Friday, March 23, 2012

Passage to Hawaii: day 11

Date: Mar 22, 2012
Distance remaining: 1342 Previous 24 hour run: by GPS: 129

Date: Mar 23, 2012, Time: 10am Hawaii time
21° 34' N 133° 27' W
Wind speed: 8 / wind dir: 010 (N), Heading: 200, Speed: 2.2
Barometer: 1020, Water Temp: 67
Log: 4219.4
Distance remaining: 1219 Previous 24 hour run: by GPS: 123

The boat is slowing down again. I've been watching the weather every day, downloading weather discussions, GRIB data and receiving weather faxes. The wind I have been in for the last three or four days has been gradually weakening first far behind me but approaching me faster than I could move west. Today the weaker weather has arrived (or, the stronger winds have left...) and I'm currently just puttering along in light wind. With 8 knots of wind I would be moving well in flat water, but this water isn't flat and 8 knots isn't enough to move very quickly downwind where I am. I've also reduced sail area as the rocking motion of the boat is hard on the sails as they roll from side to side. Its also noisy and annoying to listen to the sails slat all day. Its going to be a relaxing few days, as it looks like stronger wind won't arrive for at least 48 hours, perhaps longer. However something else will be arriving before the wind. There has been storm after storm far to the north of me, heading east toward the coast of BC/Washington. Some of those storms have weakened into gales and have dipped further south. As a result, I'm going to start receiving larger swell. Its pretty awesome to be sitting in swell produced by storms thousands of miles away, it gives you a good sense of the theory of waves, how powerful storms can be, how large an ocean it is, etc. On the other hand, the swell is forecast to be up to 18 feet high, which will be a little annoying. Its nothing dangerous, it will just be long period large waves. But when there is no wind locally, more waves just add to the sailboat-as-carnival-ride effect. This is my training year however, and I just think of this as a Good Opportunity to receive some more training.

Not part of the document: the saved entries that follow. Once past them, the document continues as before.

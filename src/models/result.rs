use crate::error::{Result, RunwareError};
use crate::models::OutputType;
use base64::{engine::general_purpose, Engine as _};
use serde::{Deserialize, Serialize};

/// One generated image as reported by the API.
#[derive(Debug, Clone, PartialEq, Serialize, Deserialize)]
pub struct GenerationResult {
    #[serde(rename = "taskType", default)]
    pub task_type: String,
    #[serde(rename = "imageUUID", default)]
    pub image_uuid: String,
    #[serde(rename = "taskUUID", default)]
    pub task_uuid: String,
    #[serde(default, skip_serializing_if = "Option::is_none")]
    pub seed: Option<i64>,
    #[serde(rename = "imageURL", default, skip_serializing_if = "Option::is_none")]
    pub image_url: Option<String>,
    #[serde(rename = "imageBase64Data", default, skip_serializing_if = "Option::is_none")]
    pub image_base64_data: Option<String>,
    #[serde(rename = "imageDataURI", default, skip_serializing_if = "Option::is_none")]
    pub image_data_uri: Option<String>,
    #[serde(default, skip_serializing_if = "Option::is_none")]
    pub cost: Option<f64>,
}

impl GenerationResult {
    pub fn image_data(&self, output_type: OutputType) -> Option<&str> {
        match output_type {
            OutputType::Url => self.image_url.as_deref(),
            OutputType::Base64Data => self.image_base64_data.as_deref(),
            OutputType::DataUri => self.image_data_uri.as_deref(),
        }
    }

    /// Raw image bytes from the base64 or data-URI representation.
    ///
    /// URL-only results have to be downloaded by the caller.
    pub fn image_bytes(&self) -> Result<Vec<u8>> {
        let encoded = if let Some(data) = &self.image_base64_data {
            data.as_str()
        } else if let Some(uri) = &self.image_data_uri {
            uri.split_once(";base64,")
                .map(|(_, payload)| payload)
                .ok_or_else(|| RunwareError::Decode("data URI is not base64 encoded".into()))?
        } else {
            return Err(RunwareError::OutputNotFound(OutputType::Base64Data));
        };

        general_purpose::STANDARD
            .decode(encoded.trim())
            .map_err(|e| RunwareError::Decode(format!("invalid base64 image data: {}", e)))
    }
}

/// Results of one task, in the order the API returned them.
#[derive(Debug, Clone, Default, PartialEq, Serialize, Deserialize)]
#[serde(transparent)]
pub struct ResultSet {
    results: Vec<GenerationResult>,
}

impl ResultSet {
    pub fn new(results: Vec<GenerationResult>) -> Self {
        Self { results }
    }

    pub fn first(&self) -> Option<&GenerationResult> {
        self.results.first()
    }

    pub fn get(&self, index: usize) -> Option<&GenerationResult> {
        self.results.get(index)
    }

    pub fn len(&self) -> usize {
        self.results.len()
    }

    pub fn is_empty(&self) -> bool {
        self.results.is_empty()
    }

    pub fn iter(&self) -> std::slice::Iter<'_, GenerationResult> {
        self.results.iter()
    }

    /// Requested representation of the first image.
    pub fn image_data(&self, output_type: OutputType) -> Result<&str> {
        self.first()
            .and_then(|result| result.image_data(output_type))
            .ok_or(RunwareError::OutputNotFound(output_type))
    }

    /// Sum of the reported per-image cost, if any image reported one.
    pub fn total_cost(&self) -> Option<f64> {
        self.results
            .iter()
            .filter_map(|result| result.cost)
            .fold(None, |acc, cost| Some(acc.unwrap_or(0.0) + cost))
    }

    pub fn into_vec(self) -> Vec<GenerationResult> {
        self.results
    }
}

impl IntoIterator for ResultSet {
    type Item = GenerationResult;
    type IntoIter = std::vec::IntoIter<GenerationResult>;

    fn into_iter(self) -> Self::IntoIter {
        self.results.into_iter()
    }
}

impl<'a> IntoIterator for &'a ResultSet {
    type Item = &'a GenerationResult;
    type IntoIter = std::slice::Iter<'a, GenerationResult>;

    fn into_iter(self) -> Self::IntoIter {
        self.results.iter()
    }
}
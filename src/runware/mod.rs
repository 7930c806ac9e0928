pub mod image_client;
pub mod response;
pub mod transport;
pub mod upload_client;

#[cfg(test)]
pub(crate) mod mock;

use crate::{config::RunwareConfig, error::Result};
use std::sync::Arc;

pub use image_client::ImageClient;
pub use transport::{HttpTransport, Transport};
pub use upload_client::UploadClient;

/// Entry point: one shared transport behind the image and upload clients.
#[derive(Clone)]
pub struct RunwareClient {
    image_client: ImageClient,
    upload_client: UploadClient,
}

impl RunwareClient {
    /// HTTP client for the configured endpoint. Fails without an API key.
    pub fn new(config: RunwareConfig) -> Result<Self> {
        let transport = HttpTransport::new(&config)?;
        Ok(Self::with_transport(Arc::new(transport)))
    }

    pub fn from_env() -> Result<Self> {
        Self::new(RunwareConfig::from_env())
    }

    pub fn with_transport(transport: Arc<dyn Transport>) -> Self {
        Self {
            image_client: ImageClient::new(transport.clone()),
            upload_client: UploadClient::new(transport),
        }
    }

    pub fn image(&self) -> &ImageClient {
        &self.image_client
    }

    pub fn upload(&self) -> &UploadClient {
        &self.upload_client
    }
}
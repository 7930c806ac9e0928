use runware::{logger, ModelUpload, RunwareClient, RunwareError};
use std::env;

#[tokio::main]
async fn main() -> Result<(), Box<dyn std::error::Error>> {
    match dotenv::dotenv() {
        Ok(_) => log::info!("✅ .env file loaded"),
        Err(_) => log::warn!("⚠️  No .env file found"),
    }
    logger::init()?;

    let download_url = env::var("LORA_DOWNLOAD_URL")?;
    let client = RunwareClient::from_env()?;

    let upload = ModelUpload::lora(
        "mycompany:100@1",
        "mycompany-watercolor-lora",
        "Watercolor",
        "1.0",
        download_url,
    )?
    .with_default_weight(0.8);

    match client.upload().upload_model(&upload).await {
        Ok(air) => println!("model registered as {}", air),
        Err(RunwareError::Api { status, body }) => {
            log::error!("❌ Upload rejected ({}): {}", status, body);
        }
        Err(e) => return Err(e.into()),
    }

    Ok(())
}
#![allow(dead_code)]

use std::sync::{Arc, Mutex};
use std::time::{Duration, Instant};

use pusher_connector::testing::{MockAuthClient, MockServer, MockSocket, MockTransport};
use pusher_connector::{AuthClient, BackoffConfig, Client, ClientConfig, ConnectionState};

pub fn test_config() -> ClientConfig {
    ClientConfig::new("app-key")
        .cluster("localhost:6001")
        .error_reconnect_delay(Duration::from_millis(300))
        .backoff(fast_backoff(60_000))
}

pub fn fast_backoff(give_up_after_ms: u64) -> BackoffConfig {
    BackoffConfig {
        initial_delay_ms: 20,
        max_delay_ms: 20,
        multiplier: 2.0,
        jitter_factor: 0.0,
        give_up_after_ms,
    }
}

/// (kind, message) of every error the client reported
pub type ErrorLog = Arc<Mutex<Vec<(String, String)>>>;

pub struct Harness {
    pub client: Client,
    pub server: MockServer,
    pub errors: ErrorLog,
}

impl Harness {
    pub fn error_kinds(&self) -> Vec<String> {
        self.errors
            .lock()
            .unwrap()
            .iter()
            .map(|(kind, _)| kind.clone())
            .collect()
    }

    /// Accept the first socket and complete the handshake
    pub async fn connected(&mut self, socket_id: &str) -> MockSocket {
        let socket = self.server.accept().await.expect("client should open a socket");
        assert!(socket.establish(socket_id));
        wait_for_state(&self.client, ConnectionState::Connected).await;
        socket
    }
}

pub fn start(auth: Option<Arc<MockAuthClient>>) -> Harness {
    start_with(test_config(), auth, |_| {})
}

pub fn start_with(
    config: ClientConfig,
    auth: Option<Arc<MockAuthClient>>,
    before_build: impl FnOnce(&MockServer),
) -> Harness {
    let (transport, server) = MockTransport::channel_pair();
    before_build(&server);

    let errors: ErrorLog = Arc::new(Mutex::new(Vec::new()));
    let sink = errors.clone();

    let mut builder = Client::builder(config)
        .transport(transport)
        .on_error(move |e| {
            sink.lock()
                .unwrap()
                .push((e.kind().to_string(), e.to_string()));
        });
    if let Some(auth) = auth {
        let auth: Arc<dyn AuthClient> = auth;
        builder = builder.auth_client_arc(auth);
    }

    Harness {
        client: builder.build(),
        server,
        errors,
    }
}

pub async fn wait_until(mut condition: impl FnMut() -> bool) -> bool {
    let deadline = Instant::now() + Duration::from_secs(3);
    while Instant::now() < deadline {
        if condition() {
            return true;
        }
        tokio::time::sleep(Duration::from_millis(10)).await;
    }
    condition()
}

pub async fn wait_for_state(client: &Client, state: ConnectionState) {
    if !wait_until(|| client.state() == state).await {
        panic!(
            "timed out waiting for {:?}, still {:?}",
            state,
            client.state()
        );
    }
}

In the last blog post I said something like "there just isn't anything out here!" Shortly after that message went out my AIS receiver's alarm went off as it had started to receive a new target. It was 15 miles away with a calculated closest point of approach of 4nm, behind me. I watched the situation develop and it all unfolded according to what was expected. So there are other boats out here! The receiver saw another target again today for a vessel that passed within 16nm of me, out of visual range.

Aside from weather and other traffic, the big news here is that I'm now over half way to Hawaii! Last night at around 10pm I crossed over longitude 132deg 30min which was half way for this trip. The first half took 10 1/2 days. I'm getting an extremely slow start to the second half here, and it looks like its going to stay that way for a few days. At some point as I approach Hawaii I expect the wind to become more consistent, it'll be interesting (to me!) to see how that expectation turns out.

Things are going well here. I have good reading material, I'm eating well and staying safe. I hope the same is true for all of you!

---

March 22.  24 hour surface
March 22.  48 hour surface
March 22.  72 hour surface
March 23.  24 hour surface
March 23.  48 hour surface
March 23.  72 hour surface

1 comment:

  1. How neat-o is that to get a warning and know your equipment is working as promised. Love it! :-) A restful few days might catch you up on your sleep?? !6 foot swells sounds awesome. 1/2 way Congrats. Stay well.